• Data excerpts:
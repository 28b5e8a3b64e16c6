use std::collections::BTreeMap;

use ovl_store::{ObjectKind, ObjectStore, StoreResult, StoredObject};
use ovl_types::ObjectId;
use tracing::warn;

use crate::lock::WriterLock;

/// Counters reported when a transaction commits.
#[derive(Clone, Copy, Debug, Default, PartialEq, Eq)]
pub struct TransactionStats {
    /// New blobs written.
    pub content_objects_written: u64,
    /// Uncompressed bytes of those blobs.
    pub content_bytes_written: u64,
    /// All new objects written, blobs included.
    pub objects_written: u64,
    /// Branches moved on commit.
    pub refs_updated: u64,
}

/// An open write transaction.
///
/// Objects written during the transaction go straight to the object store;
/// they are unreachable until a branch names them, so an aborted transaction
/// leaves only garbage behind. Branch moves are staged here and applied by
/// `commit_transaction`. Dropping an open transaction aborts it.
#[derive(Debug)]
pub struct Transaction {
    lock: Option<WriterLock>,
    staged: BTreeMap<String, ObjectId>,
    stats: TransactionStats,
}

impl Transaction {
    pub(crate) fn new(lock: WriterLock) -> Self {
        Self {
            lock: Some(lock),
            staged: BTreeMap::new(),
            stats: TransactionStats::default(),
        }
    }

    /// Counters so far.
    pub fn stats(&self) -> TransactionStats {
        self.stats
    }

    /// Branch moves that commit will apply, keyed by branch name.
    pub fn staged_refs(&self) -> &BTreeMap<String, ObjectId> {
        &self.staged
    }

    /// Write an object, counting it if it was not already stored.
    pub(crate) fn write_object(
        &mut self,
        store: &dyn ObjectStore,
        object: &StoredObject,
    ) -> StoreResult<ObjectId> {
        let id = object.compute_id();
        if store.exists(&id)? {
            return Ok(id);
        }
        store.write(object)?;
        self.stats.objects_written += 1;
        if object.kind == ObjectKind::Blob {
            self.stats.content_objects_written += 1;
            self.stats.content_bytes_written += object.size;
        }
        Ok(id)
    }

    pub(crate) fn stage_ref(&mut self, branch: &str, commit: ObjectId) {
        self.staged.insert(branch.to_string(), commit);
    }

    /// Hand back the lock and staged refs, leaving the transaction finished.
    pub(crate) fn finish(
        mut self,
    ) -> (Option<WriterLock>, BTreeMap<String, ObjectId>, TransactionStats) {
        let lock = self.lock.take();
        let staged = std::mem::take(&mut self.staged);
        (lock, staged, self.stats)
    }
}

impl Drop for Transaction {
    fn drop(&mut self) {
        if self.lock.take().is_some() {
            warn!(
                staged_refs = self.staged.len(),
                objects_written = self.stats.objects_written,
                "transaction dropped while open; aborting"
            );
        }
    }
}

• Required action: The lines needed are those in the data above that hold the string "ObjectStore"; copy each of them.

• Answer area:
use ovl_store::{ObjectKind, ObjectStore, StoreResult, StoredObject};
        store: &dyn ObjectStore,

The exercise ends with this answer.